### Task item
Among the entries below, copy every line that carries the word "fetch".

* * * * * * * * *

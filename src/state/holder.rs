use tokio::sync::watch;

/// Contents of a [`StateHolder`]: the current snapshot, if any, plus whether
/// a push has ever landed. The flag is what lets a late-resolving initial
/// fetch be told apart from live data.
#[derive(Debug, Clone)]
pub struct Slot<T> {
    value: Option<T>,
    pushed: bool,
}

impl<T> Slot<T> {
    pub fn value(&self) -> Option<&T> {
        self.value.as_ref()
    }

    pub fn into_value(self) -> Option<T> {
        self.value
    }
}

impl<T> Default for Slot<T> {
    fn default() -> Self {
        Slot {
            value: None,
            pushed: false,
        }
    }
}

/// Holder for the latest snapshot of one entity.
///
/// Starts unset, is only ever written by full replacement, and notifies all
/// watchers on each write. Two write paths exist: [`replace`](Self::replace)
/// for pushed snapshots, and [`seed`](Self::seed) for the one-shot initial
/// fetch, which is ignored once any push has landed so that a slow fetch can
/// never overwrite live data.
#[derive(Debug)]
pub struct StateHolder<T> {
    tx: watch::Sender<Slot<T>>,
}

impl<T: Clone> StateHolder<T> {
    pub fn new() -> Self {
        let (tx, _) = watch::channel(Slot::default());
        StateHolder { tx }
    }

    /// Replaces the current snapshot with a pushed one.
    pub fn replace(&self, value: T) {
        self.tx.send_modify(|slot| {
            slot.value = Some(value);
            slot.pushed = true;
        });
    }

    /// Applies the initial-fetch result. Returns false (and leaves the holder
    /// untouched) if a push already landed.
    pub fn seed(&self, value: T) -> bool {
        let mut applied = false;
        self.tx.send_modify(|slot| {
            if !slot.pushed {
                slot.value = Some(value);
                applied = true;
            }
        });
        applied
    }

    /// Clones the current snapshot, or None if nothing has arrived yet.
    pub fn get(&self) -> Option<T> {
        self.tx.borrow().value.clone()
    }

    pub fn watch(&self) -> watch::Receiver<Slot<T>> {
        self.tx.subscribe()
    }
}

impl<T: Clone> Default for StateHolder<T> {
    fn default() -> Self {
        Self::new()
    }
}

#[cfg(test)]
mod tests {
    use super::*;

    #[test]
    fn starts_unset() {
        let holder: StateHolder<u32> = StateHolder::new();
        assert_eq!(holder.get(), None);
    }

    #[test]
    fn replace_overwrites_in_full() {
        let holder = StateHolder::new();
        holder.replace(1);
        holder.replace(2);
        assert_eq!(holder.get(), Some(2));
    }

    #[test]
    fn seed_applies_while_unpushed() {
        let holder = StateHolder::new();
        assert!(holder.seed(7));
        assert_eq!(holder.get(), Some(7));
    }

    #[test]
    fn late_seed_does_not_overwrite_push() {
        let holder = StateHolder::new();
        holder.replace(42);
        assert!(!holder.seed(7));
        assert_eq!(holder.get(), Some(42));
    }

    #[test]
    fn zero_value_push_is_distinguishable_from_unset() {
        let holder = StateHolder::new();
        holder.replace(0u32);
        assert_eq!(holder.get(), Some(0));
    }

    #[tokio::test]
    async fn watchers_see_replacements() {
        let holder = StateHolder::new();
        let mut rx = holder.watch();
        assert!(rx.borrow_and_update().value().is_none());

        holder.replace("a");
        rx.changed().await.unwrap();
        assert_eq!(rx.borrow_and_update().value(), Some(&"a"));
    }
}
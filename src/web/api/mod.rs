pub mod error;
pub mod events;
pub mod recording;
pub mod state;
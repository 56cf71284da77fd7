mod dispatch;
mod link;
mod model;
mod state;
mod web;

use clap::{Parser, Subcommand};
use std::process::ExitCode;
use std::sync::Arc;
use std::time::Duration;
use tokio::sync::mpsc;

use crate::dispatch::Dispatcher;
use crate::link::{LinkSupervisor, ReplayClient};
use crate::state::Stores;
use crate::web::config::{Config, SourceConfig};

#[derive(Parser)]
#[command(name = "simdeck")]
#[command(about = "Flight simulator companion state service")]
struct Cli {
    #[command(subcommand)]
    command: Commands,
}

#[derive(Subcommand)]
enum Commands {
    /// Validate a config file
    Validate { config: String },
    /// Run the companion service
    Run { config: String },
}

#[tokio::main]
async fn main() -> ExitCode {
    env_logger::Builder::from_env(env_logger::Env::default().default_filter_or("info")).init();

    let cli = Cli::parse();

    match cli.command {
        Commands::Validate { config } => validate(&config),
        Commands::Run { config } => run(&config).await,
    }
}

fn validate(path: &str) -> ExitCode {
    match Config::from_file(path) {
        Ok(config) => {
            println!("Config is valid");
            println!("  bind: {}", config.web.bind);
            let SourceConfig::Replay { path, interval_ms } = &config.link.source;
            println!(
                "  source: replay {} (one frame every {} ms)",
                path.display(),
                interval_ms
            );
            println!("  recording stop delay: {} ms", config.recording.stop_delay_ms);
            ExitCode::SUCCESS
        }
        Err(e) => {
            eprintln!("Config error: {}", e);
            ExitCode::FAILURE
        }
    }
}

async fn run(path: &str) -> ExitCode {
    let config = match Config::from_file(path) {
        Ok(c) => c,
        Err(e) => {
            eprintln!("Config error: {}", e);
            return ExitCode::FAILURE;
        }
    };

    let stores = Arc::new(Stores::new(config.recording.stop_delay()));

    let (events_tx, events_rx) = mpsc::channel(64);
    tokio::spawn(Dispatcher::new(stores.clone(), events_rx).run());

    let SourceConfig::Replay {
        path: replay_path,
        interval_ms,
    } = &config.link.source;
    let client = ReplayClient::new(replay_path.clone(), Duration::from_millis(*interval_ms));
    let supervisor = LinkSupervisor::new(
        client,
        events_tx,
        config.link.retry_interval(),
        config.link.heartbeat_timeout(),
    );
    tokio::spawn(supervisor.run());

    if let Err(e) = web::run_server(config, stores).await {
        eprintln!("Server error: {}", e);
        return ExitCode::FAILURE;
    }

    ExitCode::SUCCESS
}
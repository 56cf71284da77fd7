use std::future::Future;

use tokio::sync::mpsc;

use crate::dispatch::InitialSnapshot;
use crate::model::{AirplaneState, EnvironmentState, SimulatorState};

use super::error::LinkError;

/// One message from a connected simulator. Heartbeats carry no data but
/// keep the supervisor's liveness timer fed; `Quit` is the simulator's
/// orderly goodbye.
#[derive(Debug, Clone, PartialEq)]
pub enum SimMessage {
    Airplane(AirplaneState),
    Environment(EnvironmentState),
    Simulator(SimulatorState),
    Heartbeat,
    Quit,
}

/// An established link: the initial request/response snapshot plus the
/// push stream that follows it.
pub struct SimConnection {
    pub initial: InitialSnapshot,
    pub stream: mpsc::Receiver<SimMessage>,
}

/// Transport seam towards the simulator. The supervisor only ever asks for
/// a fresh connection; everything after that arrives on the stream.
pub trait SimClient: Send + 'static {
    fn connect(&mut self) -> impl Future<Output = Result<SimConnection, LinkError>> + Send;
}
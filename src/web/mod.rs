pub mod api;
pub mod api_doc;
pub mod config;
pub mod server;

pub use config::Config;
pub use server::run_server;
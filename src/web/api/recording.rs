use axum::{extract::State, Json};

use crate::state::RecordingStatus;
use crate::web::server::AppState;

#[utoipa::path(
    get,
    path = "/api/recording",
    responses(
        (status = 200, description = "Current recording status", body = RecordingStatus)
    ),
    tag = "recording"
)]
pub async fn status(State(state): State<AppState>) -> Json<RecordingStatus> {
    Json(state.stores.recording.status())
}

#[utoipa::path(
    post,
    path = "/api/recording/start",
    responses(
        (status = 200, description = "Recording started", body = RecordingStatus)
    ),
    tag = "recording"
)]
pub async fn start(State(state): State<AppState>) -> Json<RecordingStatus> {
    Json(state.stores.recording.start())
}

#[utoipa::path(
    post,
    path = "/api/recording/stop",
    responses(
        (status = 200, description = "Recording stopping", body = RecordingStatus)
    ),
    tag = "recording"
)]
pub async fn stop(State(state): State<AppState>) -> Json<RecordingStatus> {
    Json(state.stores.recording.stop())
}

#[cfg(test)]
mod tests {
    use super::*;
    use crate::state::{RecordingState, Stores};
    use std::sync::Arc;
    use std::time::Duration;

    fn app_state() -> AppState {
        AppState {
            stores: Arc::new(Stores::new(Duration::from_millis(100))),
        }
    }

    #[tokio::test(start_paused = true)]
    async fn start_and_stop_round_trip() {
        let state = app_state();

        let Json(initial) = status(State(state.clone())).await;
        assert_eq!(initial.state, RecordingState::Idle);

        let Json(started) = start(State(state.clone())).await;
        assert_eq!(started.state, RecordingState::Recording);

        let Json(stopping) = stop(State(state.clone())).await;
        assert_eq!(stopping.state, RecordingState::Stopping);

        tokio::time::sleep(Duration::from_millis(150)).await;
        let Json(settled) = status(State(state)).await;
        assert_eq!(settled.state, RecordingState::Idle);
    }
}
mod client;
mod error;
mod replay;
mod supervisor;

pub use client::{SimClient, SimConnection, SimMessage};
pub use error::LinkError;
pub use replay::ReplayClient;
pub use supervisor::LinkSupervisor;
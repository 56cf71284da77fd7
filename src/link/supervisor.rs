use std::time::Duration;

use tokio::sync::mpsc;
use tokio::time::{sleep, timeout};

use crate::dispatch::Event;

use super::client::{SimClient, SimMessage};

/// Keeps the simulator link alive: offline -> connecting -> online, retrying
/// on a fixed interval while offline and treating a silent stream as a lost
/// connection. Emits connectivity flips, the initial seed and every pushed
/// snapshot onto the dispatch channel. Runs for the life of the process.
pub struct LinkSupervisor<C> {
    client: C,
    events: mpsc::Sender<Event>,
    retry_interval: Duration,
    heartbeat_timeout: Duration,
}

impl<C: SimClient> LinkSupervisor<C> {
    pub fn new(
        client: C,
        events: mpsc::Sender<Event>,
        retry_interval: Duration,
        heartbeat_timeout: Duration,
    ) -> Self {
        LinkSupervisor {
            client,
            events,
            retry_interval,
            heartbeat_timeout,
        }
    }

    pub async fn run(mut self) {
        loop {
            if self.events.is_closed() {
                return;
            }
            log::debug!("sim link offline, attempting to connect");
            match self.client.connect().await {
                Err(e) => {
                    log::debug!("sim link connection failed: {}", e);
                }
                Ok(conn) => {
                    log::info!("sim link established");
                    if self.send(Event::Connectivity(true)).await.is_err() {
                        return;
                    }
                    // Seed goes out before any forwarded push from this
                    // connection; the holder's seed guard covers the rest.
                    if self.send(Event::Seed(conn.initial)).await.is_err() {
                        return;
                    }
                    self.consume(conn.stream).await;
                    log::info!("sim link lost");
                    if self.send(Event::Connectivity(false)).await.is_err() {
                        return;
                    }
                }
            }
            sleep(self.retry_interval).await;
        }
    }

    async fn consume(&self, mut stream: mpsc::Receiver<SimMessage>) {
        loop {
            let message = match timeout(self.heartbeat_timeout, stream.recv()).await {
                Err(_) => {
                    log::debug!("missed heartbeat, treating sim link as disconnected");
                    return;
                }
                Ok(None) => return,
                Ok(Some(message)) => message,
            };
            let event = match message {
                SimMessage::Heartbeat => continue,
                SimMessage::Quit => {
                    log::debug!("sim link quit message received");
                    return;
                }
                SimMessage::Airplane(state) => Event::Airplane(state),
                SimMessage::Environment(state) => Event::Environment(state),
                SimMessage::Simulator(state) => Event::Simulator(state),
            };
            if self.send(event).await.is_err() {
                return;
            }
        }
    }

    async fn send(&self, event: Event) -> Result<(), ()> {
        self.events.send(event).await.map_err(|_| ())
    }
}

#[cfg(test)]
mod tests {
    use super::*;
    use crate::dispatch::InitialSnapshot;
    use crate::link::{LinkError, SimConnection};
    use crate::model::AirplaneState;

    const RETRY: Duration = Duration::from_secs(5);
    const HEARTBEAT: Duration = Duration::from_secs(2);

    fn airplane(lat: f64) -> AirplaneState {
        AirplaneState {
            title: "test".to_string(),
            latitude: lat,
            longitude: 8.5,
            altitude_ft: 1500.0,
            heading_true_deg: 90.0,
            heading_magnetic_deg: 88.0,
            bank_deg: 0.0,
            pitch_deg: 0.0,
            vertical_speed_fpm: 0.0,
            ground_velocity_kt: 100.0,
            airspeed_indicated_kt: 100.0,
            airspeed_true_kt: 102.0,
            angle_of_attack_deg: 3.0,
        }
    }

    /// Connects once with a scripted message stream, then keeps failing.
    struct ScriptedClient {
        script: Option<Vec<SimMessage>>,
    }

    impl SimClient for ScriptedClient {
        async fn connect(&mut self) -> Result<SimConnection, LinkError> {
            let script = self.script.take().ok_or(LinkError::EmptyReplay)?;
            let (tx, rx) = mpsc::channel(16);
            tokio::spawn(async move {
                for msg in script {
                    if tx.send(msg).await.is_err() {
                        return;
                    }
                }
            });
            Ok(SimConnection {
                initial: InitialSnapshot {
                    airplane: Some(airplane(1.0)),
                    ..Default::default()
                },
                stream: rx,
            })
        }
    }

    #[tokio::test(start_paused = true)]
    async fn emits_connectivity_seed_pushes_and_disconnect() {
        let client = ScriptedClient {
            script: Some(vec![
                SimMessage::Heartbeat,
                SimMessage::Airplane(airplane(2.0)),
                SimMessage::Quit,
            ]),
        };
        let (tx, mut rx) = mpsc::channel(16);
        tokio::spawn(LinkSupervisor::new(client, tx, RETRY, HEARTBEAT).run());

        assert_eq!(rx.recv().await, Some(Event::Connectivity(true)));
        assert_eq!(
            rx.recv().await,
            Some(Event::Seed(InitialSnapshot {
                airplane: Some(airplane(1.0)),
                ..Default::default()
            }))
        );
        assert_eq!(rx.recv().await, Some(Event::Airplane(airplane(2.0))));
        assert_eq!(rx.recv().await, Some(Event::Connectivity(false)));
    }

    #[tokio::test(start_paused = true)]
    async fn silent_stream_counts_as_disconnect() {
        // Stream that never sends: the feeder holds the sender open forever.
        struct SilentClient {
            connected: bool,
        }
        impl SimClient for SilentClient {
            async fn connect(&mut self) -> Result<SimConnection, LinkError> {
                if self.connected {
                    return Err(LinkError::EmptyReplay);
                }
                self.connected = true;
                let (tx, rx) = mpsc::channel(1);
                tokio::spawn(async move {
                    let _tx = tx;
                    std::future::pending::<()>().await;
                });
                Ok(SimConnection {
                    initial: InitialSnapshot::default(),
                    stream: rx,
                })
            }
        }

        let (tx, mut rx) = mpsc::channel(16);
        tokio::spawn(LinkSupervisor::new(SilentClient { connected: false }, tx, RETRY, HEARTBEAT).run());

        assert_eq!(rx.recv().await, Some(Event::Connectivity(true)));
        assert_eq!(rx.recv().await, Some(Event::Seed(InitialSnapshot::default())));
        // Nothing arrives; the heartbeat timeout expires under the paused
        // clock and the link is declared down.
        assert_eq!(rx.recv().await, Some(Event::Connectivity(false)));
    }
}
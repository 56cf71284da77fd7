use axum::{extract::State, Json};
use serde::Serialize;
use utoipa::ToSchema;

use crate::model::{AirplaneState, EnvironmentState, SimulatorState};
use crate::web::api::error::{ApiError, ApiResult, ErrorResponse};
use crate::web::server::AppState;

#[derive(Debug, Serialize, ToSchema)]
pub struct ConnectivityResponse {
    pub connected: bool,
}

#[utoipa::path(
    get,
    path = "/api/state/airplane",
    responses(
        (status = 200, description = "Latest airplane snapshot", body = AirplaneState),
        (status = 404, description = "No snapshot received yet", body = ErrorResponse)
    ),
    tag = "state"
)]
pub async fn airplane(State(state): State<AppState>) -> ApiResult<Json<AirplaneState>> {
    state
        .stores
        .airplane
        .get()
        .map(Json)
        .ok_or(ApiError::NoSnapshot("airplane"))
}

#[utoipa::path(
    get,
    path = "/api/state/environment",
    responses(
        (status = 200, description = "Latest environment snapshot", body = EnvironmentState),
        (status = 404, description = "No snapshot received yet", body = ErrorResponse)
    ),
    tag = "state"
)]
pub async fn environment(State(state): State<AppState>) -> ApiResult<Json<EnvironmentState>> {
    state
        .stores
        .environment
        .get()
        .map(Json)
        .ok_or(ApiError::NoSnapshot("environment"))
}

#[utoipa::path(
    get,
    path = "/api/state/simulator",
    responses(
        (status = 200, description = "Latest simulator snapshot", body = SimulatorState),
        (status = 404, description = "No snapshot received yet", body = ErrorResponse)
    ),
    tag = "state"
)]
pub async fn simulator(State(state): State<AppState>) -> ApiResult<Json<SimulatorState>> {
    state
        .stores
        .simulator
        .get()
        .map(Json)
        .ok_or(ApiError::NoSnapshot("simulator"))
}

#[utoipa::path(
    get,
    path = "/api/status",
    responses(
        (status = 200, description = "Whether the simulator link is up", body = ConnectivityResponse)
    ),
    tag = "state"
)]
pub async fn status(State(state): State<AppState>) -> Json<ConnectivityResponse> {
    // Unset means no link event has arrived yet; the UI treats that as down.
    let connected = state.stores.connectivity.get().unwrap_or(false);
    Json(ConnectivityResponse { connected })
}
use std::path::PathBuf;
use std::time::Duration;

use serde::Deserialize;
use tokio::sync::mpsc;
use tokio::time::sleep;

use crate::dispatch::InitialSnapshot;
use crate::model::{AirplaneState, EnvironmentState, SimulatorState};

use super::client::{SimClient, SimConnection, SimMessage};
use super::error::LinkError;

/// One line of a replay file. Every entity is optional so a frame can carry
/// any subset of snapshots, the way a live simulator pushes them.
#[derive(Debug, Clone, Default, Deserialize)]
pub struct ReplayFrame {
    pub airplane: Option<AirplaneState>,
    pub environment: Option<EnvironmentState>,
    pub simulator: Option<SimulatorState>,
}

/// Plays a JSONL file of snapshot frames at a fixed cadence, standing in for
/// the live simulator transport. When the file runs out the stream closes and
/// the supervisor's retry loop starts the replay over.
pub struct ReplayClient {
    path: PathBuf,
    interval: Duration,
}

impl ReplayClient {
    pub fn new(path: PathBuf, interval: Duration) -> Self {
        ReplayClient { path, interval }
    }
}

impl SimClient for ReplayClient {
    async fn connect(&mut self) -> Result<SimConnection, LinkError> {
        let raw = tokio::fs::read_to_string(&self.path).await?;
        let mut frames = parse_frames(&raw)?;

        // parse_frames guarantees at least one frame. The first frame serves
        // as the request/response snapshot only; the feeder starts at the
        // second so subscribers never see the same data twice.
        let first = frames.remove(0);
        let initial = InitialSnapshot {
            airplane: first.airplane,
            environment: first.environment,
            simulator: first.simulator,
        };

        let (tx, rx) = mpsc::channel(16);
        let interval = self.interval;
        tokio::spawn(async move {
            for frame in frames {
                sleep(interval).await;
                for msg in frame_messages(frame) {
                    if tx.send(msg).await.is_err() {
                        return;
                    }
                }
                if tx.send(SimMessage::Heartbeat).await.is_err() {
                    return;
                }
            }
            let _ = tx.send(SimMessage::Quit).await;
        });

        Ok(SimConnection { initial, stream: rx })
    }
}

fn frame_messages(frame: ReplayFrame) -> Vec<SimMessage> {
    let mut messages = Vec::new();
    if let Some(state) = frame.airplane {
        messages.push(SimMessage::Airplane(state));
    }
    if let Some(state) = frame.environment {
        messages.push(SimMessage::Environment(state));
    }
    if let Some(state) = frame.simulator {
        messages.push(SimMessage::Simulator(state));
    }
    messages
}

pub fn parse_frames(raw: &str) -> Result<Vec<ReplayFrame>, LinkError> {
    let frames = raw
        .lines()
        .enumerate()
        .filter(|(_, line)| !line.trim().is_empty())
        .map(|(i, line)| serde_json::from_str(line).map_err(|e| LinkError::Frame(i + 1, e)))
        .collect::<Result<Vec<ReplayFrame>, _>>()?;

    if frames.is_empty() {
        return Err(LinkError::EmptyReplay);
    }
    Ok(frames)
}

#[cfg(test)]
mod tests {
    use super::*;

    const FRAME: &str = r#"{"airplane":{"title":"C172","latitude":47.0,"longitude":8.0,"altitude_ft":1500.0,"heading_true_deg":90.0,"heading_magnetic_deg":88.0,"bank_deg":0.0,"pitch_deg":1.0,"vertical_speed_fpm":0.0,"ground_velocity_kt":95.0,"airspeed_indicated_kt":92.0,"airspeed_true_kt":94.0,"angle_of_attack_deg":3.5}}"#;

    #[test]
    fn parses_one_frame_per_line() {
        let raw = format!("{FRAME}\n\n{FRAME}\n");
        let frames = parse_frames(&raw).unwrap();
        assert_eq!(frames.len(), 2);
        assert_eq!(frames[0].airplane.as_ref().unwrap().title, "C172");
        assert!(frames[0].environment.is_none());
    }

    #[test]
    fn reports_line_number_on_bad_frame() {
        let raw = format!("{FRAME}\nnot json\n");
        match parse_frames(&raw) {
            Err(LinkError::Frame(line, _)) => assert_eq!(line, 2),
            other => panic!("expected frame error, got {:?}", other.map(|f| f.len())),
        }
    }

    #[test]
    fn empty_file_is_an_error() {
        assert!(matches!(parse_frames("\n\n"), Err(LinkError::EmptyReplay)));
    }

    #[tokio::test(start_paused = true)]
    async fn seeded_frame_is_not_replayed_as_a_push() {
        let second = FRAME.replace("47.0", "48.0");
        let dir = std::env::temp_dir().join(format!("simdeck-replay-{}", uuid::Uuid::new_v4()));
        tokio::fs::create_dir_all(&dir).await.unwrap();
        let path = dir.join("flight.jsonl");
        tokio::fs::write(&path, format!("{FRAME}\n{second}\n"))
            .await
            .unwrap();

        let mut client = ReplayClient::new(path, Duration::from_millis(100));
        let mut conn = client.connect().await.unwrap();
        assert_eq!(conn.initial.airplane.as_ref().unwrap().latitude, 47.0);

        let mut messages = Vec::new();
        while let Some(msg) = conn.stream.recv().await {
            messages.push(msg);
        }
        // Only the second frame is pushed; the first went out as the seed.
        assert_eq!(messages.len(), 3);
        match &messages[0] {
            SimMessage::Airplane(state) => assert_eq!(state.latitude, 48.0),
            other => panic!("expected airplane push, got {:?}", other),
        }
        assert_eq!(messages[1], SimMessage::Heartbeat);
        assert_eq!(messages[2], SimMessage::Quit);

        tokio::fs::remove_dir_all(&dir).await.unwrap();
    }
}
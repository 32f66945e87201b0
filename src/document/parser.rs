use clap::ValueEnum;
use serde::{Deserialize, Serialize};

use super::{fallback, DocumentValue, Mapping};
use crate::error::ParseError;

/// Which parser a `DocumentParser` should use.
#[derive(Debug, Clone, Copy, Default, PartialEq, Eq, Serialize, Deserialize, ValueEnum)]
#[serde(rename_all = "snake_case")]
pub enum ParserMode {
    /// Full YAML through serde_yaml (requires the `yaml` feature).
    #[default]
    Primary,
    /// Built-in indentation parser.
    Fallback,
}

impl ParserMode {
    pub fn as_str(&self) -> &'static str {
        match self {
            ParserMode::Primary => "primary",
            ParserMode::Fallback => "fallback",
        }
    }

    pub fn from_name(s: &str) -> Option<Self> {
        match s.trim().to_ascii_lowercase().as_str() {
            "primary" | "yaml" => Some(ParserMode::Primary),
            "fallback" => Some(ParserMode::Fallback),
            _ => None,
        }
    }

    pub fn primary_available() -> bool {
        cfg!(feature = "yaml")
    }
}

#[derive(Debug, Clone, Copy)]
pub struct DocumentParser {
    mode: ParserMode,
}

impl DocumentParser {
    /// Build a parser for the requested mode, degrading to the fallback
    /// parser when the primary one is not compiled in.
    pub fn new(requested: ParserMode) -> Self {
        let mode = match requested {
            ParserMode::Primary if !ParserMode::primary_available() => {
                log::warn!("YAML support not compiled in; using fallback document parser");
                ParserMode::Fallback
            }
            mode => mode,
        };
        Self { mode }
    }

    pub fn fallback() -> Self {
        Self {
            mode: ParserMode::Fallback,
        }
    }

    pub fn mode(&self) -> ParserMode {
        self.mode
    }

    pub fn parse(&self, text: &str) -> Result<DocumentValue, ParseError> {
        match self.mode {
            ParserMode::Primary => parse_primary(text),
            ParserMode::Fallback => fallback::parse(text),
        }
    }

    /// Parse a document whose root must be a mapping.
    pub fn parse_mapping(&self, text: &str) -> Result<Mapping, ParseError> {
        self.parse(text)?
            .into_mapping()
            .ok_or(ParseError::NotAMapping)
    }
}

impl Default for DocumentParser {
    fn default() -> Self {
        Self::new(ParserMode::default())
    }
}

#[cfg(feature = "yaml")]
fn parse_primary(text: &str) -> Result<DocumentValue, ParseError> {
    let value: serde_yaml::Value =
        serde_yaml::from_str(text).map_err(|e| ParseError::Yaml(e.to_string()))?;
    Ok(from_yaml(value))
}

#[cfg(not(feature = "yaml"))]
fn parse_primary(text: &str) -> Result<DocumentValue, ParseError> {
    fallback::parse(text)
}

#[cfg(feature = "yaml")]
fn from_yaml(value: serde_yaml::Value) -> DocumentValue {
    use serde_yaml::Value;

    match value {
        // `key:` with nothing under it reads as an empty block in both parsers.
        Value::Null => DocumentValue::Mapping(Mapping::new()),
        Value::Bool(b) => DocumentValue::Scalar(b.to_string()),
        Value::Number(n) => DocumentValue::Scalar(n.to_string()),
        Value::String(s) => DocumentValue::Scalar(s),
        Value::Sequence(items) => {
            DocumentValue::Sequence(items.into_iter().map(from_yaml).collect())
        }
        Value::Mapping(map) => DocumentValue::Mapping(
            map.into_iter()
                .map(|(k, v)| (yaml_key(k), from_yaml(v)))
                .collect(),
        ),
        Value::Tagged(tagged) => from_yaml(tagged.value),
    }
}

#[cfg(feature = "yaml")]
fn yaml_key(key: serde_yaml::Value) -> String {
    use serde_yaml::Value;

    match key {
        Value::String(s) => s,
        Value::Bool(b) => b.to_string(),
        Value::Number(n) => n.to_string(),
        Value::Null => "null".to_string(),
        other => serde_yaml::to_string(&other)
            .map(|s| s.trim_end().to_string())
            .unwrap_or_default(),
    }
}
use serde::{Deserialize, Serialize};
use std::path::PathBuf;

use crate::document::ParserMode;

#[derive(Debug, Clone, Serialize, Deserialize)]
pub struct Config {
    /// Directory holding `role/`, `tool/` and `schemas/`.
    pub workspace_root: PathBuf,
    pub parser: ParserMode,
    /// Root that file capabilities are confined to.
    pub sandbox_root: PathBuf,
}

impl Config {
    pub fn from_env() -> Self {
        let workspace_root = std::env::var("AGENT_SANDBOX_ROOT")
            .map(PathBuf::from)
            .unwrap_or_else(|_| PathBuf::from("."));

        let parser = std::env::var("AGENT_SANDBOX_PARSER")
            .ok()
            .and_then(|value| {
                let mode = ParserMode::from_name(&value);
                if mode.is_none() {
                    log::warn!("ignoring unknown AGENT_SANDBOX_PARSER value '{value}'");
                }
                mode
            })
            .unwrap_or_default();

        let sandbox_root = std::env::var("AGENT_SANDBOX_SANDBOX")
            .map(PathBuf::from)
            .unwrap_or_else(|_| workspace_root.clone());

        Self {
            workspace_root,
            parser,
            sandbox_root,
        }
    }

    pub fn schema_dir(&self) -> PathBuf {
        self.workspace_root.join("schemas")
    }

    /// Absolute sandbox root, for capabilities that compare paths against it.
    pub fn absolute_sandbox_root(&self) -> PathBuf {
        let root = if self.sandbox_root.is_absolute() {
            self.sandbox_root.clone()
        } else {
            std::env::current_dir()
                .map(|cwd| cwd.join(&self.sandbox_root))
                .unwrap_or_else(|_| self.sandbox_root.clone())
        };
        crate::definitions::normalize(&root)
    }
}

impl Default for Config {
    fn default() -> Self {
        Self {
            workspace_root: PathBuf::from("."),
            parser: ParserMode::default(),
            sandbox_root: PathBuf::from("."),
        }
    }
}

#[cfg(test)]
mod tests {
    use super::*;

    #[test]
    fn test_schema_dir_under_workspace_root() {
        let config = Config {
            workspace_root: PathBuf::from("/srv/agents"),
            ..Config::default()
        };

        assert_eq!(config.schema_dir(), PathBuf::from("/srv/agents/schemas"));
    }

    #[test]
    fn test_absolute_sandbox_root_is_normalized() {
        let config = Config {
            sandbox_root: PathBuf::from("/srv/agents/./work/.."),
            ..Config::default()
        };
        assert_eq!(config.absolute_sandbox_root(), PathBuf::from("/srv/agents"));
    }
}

* * * * * * * * *

### Response
/// fetch be told apart from live data.
/// fetch, which is ignored once any push has landed so that a slow fetch can
    /// Applies the initial-fetch result. Returns false (and leaves the holder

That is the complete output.